Buda tam dört yıl sonra yaşam buldu.
AKAN SU ve EİDE'nin UYARISI:
Ancak," akan suda ayni su ile yıkanılamayacağı" gerçeği hiç akıldan çıkmaması gerekir.
Çünkü günümüzde bölge, dünya ve Avrupa Konjüktürü, 24 Nisan 2004 dönemi sonrası gibi değildir.
Crans Montana çıkmazı sonrasında BM Genel Sekreteri Kıbrıs Temsilciliğinden istifa eden Sayın Eide'nin Kıbrıs'a görev için ilk geldiğinde, her iki tarafın basınına söylediği gerçeği; ne biz, ne Güney tam anlamı ile idrak etmedik...
O zaman Sayın Eide; "siz Kıbrıslılar şanslısınız. Çünkü BM Güvenlik Konseyinin 5 daimi üyesinin, tüm dünya meselelerinde birbirleri ile çelişkileri, çatışmaları var. Ama yalnızca Kıbrıs sorunu konusunda Federal Çözümde hem fikirdirler" demişti.

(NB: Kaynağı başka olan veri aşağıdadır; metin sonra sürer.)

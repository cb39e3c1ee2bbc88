//! Chunk data structure for voxel world storage.

use hashbrown::HashMap;
use terracube_core::coords::{ChunkPos, LocalKey, LocalPos};
use terracube_core::types::BlockId;

use crate::mesh::{self, ChunkMesh};

/// A single 16x16 column of the voxel world.
///
/// Blocks are stored sparsely: a key is present in the map iff its block is
/// nonzero, so absent entries read as air. The mesh is derived from the
/// block map and must be rebuilt after any mutation.
pub struct Chunk {
    /// Position in chunk coordinates.
    pub pos: ChunkPos,
    /// Sparse block storage keyed by packed local position.
    blocks: HashMap<LocalKey, BlockId>,
    /// Per-material instance batches derived from the block map.
    mesh: ChunkMesh,
}

impl Chunk {
    /// Create a new empty chunk at the given position.
    #[must_use]
    pub fn new(pos: ChunkPos) -> Self {
        Self {
            pos,
            blocks: HashMap::new(),
            mesh: ChunkMesh::default(),
        }
    }

    /// Block at a local position; air if absent.
    #[inline]
    #[must_use]
    pub fn block(&self, pos: LocalPos) -> BlockId {
        self.blocks.get(&pos.key()).copied().unwrap_or(BlockId::AIR)
    }

    /// Set the block at a local position.
    ///
    /// Writing air removes the entry, preserving the "absent means air"
    /// invariant. Does not rebuild the mesh; callers batch mutations and
    /// call [`Chunk::rebuild_mesh`] once.
    pub fn set_block(&mut self, pos: LocalPos, block: BlockId) {
        if block.is_air() {
            self.blocks.remove(&pos.key());
        } else {
            self.blocks.insert(pos.key(), block);
        }
    }

    /// Iterate over all occupied cells.
    pub fn blocks(&self) -> impl Iterator<Item = (LocalPos, BlockId)> + '_ {
        self.blocks.iter().map(|(key, block)| (key.pos(), *block))
    }

    /// Number of occupied cells.
    #[must_use]
    pub fn block_count(&self) -> usize {
        self.blocks.len()
    }

    /// Check if this chunk is empty (all air).
    #[must_use]
    pub fn is_empty(&self) -> bool {
        self.blocks.is_empty()
    }

    /// Rebuild the mesh from the current block map, replacing the previous
    /// batches entirely.
    pub fn rebuild_mesh(&mut self) {
        self.mesh = mesh::build_mesh(self);
    }

    /// The current mesh.
    #[must_use]
    pub fn mesh(&self) -> &ChunkMesh {
        &self.mesh
    }
}

#[cfg(test)]
mod tests {
    use super::*;

    #[test]
    fn absent_cell_reads_air() {
        let chunk = Chunk::new(ChunkPos::new(0, 0));
        assert_eq!(chunk.block(LocalPos::new(3, 7, 3)), BlockId::AIR);
        assert!(chunk.is_empty());
    }

    #[test]
    fn set_and_get() {
        let mut chunk = Chunk::new(ChunkPos::new(0, 0));
        let pos = LocalPos::new(1, -5, 2);
        chunk.set_block(pos, BlockId::STONE);
        assert_eq!(chunk.block(pos), BlockId::STONE);
        assert_eq!(chunk.block_count(), 1);
    }

    #[test]
    fn writing_air_removes_entry() {
        let mut chunk = Chunk::new(ChunkPos::new(0, 0));
        let pos = LocalPos::new(4, 12, 4);
        chunk.set_block(pos, BlockId::DIRT);
        chunk.set_block(pos, BlockId::AIR);
        assert_eq!(chunk.block(pos), BlockId::AIR);
        assert!(chunk.is_empty());
    }
}
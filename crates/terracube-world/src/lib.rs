//! World generation, chunk storage, and streaming for the terracube sandbox.

pub mod chunk;
pub mod edits;
pub mod generation;
pub mod mesh;
pub mod store;

pub use chunk::Chunk;
pub use edits::{BlockEdit, EditLog};
pub use generation::{TerrainConfig, TerrainGenerator};
pub use mesh::{ChunkMesh, InstanceBatch};
pub use store::{ChunkStore, StreamingConfig};
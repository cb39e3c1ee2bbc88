//! Error types for the engine.
//!
//! The simulation core itself never fails: unknown chunks read as air,
//! invalid placements are silent no-ops, and a fall out of the world is
//! recovered by respawn. These errors exist for the optional persistence
//! surface (saving and loading the edit log).

use thiserror::Error;

/// Engine-wide error type.
#[derive(Error, Debug)]
pub enum Error {
    /// I/O error
    #[error("I/O error: {0}")]
    Io(#[from] std::io::Error),

    /// Serialization error, including corrupt or truncated saved data
    #[error("Serialization error: {0}")]
    Serialization(String),
}

/// Result type alias using our Error type.
pub type Result<T> = std::result::Result<T, Error>;
//! Core block types.

use bytemuck::{Pod, Zeroable};
use glam::IVec3;
use serde::{Deserialize, Serialize};

/// Unique identifier for a block type.
///
/// Block ID 0 is reserved for air (empty space).
#[derive(
    Clone, Copy, Debug, Default, PartialEq, Eq, Hash, Pod, Zeroable, Serialize, Deserialize,
)]
#[repr(transparent)]
pub struct BlockId(pub u8);

impl BlockId {
    /// Air block (empty space)
    pub const AIR: Self = Self(0);
    /// Grass block (terrain surface)
    pub const GRASS: Self = Self(1);
    /// Dirt block
    pub const DIRT: Self = Self(2);
    /// Stone block
    pub const STONE: Self = Self(3);
    /// Tree trunk block
    pub const WOOD: Self = Self(4);
    /// Tree foliage block (non-occluding)
    pub const LEAVES: Self = Self(5);
    /// Cloud block (non-occluding, decorative)
    pub const CLOUD: Self = Self(6);
    /// Iron ore block
    pub const IRON_ORE: Self = Self(7);
    /// Ruby ore block
    pub const RUBY_ORE: Self = Self(8);
    /// Emerald ore block
    pub const EMERALD_ORE: Self = Self(9);
    /// Gold ore block
    pub const GOLD_ORE: Self = Self(10);

    /// Returns true if this block is air (empty)
    #[inline]
    #[must_use]
    pub const fn is_air(self) -> bool {
        self.0 == 0
    }

    /// Returns true if this block is solid (not air)
    #[inline]
    #[must_use]
    pub const fn is_solid(self) -> bool {
        self.0 != 0
    }

    /// Returns true if this block fully covers its neighbors' faces.
    ///
    /// Leaves and clouds let light (and sight) through, so a cell adjacent
    /// to them must keep its geometry even when all six neighbors exist.
    #[inline]
    #[must_use]
    pub const fn occludes(self) -> bool {
        self.is_solid() && self.0 != Self::LEAVES.0 && self.0 != Self::CLOUD.0
    }

    /// Returns true if removing this block yields an item drop.
    ///
    /// Decorative blocks (clouds) vanish without a drop.
    #[inline]
    #[must_use]
    pub const fn drops_item(self) -> bool {
        self.is_solid() && self.0 != Self::CLOUD.0
    }
}

/// Read access to world block state.
///
/// Physics, drops, and targeting query solidity through this seam so they
/// stay independent of the chunk storage behind it. Unloaded regions read
/// as air rather than failing.
pub trait BlockSource {
    /// Block at a world cell.
    fn block_at(&self, cell: IVec3) -> BlockId;

    /// True if the cell holds any solid block.
    fn is_solid(&self, cell: IVec3) -> bool {
        self.block_at(cell).is_solid()
    }
}

#[cfg(test)]
mod tests {
    use super::*;

    #[test]
    fn block_id_air() {
        assert!(BlockId::AIR.is_air());
        assert!(!BlockId::AIR.is_solid());
        assert!(!BlockId::AIR.occludes());
        assert!(!BlockId::AIR.drops_item());
    }

    #[test]
    fn block_id_solid() {
        assert!(!BlockId::STONE.is_air());
        assert!(BlockId::STONE.is_solid());
        assert!(BlockId::STONE.occludes());
    }

    #[test]
    fn non_occluding_blocks() {
        assert!(BlockId::LEAVES.is_solid());
        assert!(!BlockId::LEAVES.occludes());
        assert!(BlockId::LEAVES.drops_item());

        assert!(BlockId::CLOUD.is_solid());
        assert!(!BlockId::CLOUD.occludes());
        assert!(!BlockId::CLOUD.drops_item());
    }
}
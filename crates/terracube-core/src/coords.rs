//! Coordinate systems for the voxel world.
//!
//! The world is divided into vertical chunk columns with a fixed 16x16
//! horizontal footprint. A world block coordinate splits into the column's
//! [`ChunkPos`] and a [`LocalPos`] within it; local positions bit-pack into
//! a [`LocalKey`] for use as a sparse block-map key.

use crate::constants::{CHUNK_SIZE, LOCAL_Y_MAX, LOCAL_Y_MIN};
use bytemuck::{Pod, Zeroable};
use glam::IVec3;
use serde::{Deserialize, Serialize};

/// Chunk column position in chunk coordinates.
///
/// A struct key with derived `Hash`/`Eq`; unlike stringified keys there is
/// no way for two distinct coordinate pairs to collide.
#[derive(
    Clone, Copy, Debug, Default, PartialEq, Eq, Hash, Pod, Zeroable, Serialize, Deserialize,
)]
#[repr(C)]
pub struct ChunkPos {
    pub x: i32,
    pub z: i32,
}

impl ChunkPos {
    /// Create a new chunk position
    #[inline]
    #[must_use]
    pub const fn new(x: i32, z: i32) -> Self {
        Self { x, z }
    }

    /// Chunk column containing the given world block X/Z.
    ///
    /// Uses floor division, so it is exact for negative coordinates.
    #[inline]
    #[must_use]
    pub const fn containing(world_x: i32, world_z: i32) -> Self {
        Self::new(world_x.div_euclid(CHUNK_SIZE), world_z.div_euclid(CHUNK_SIZE))
    }

    /// World block coordinate of this column's origin corner.
    #[inline]
    #[must_use]
    pub const fn origin(self) -> (i32, i32) {
        (self.x * CHUNK_SIZE, self.z * CHUNK_SIZE)
    }

    /// Euclidean distance to another column, in chunk units.
    #[inline]
    #[must_use]
    pub fn distance(self, other: Self) -> f32 {
        let dx = (self.x - other.x) as f32;
        let dz = (self.z - other.z) as f32;
        dx.hypot(dz)
    }
}

impl std::fmt::Display for ChunkPos {
    fn fmt(&self, f: &mut std::fmt::Formatter<'_>) -> std::fmt::Result {
        write!(f, "({}, {})", self.x, self.z)
    }
}

/// Position within a chunk column.
///
/// `x`/`z` range over `0..16`; `y` is a world Y within the storable band.
#[derive(
    Clone, Copy, Debug, Default, PartialEq, Eq, Hash, Pod, Zeroable, Serialize, Deserialize,
)]
#[repr(C)]
pub struct LocalPos {
    pub x: u8,
    pub z: u8,
    pub y: i16,
}

impl LocalPos {
    /// Create a new local position
    #[inline]
    #[must_use]
    pub const fn new(x: u8, y: i16, z: u8) -> Self {
        debug_assert!((x as i32) < CHUNK_SIZE);
        debug_assert!((z as i32) < CHUNK_SIZE);
        debug_assert!(y as i32 >= LOCAL_Y_MIN && y as i32 <= LOCAL_Y_MAX);
        Self { x, z, y }
    }

    /// Pack into a sparse block-map key.
    #[inline]
    #[must_use]
    pub const fn key(self) -> LocalKey {
        let y_biased = (self.y as i32 - LOCAL_Y_MIN) as u32;
        LocalKey((y_biased << 8) | ((self.z as u32) << 4) | self.x as u32)
    }
}

/// Bit-packed [`LocalPos`]: 4 bits X, 4 bits Z, 10 bits biased Y.
#[derive(Clone, Copy, Debug, PartialEq, Eq, Hash, Serialize, Deserialize)]
#[repr(transparent)]
pub struct LocalKey(u32);

impl LocalKey {
    /// Unpack back into a local position.
    #[inline]
    #[must_use]
    pub const fn pos(self) -> LocalPos {
        let x = (self.0 & 0xF) as u8;
        let z = ((self.0 >> 4) & 0xF) as u8;
        let y = ((self.0 >> 8) as i32 + LOCAL_Y_MIN) as i16;
        LocalPos { x, z, y }
    }
}

/// Split a world block coordinate into its chunk column and local position.
#[inline]
#[must_use]
pub fn split_world(block: IVec3) -> (ChunkPos, LocalPos) {
    let chunk = ChunkPos::containing(block.x, block.z);
    let local = LocalPos::new(
        block.x.rem_euclid(CHUNK_SIZE) as u8,
        block.y as i16,
        block.z.rem_euclid(CHUNK_SIZE) as u8,
    );
    (chunk, local)
}

/// Reassemble a world block coordinate from chunk column and local position.
#[inline]
#[must_use]
pub fn join_world(chunk: ChunkPos, local: LocalPos) -> IVec3 {
    let (ox, oz) = chunk.origin();
    IVec3::new(ox + i32::from(local.x), i32::from(local.y), oz + i32::from(local.z))
}
//! Item drops and inventory for the terracube sandbox.

pub mod drops;
pub mod inventory;

pub use drops::{Drop, DropConfig, DropManager, ItemSink};
pub use inventory::{Inventory, ItemStack, SLOT_COUNT, STACK_LIMIT};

Ama arkasından da şunu ilave etmişti.
"Ancak bu ilanihaye devam etmez, bu yüzden elinizi çabuk tutun" demişti.
İşte bu sözün önemi bugün ortaya çıkıyor.
Crans Montana öncesi oluşan ve artık günümüzde çok daha netleşen bir durum var. Günümüzde BM Güvenlik Konseyinin Beş Daimi üyesinin ve ayni zamanda AB ve onun etkili üyesi Almanya'nın birbiri ile ilişkileri, konumları bugün, dünden farklıdır.
ABD'de Sayın Tramp'ın seçilmesi ile başlayan ciddi ve farklı sağ radikal değişimler ve bunun yol açtığı gerilimli politik gelişmeler etkendir..
Çin -ABD arasında giderek tırmanan ekonomik siyasi gerginlikler var..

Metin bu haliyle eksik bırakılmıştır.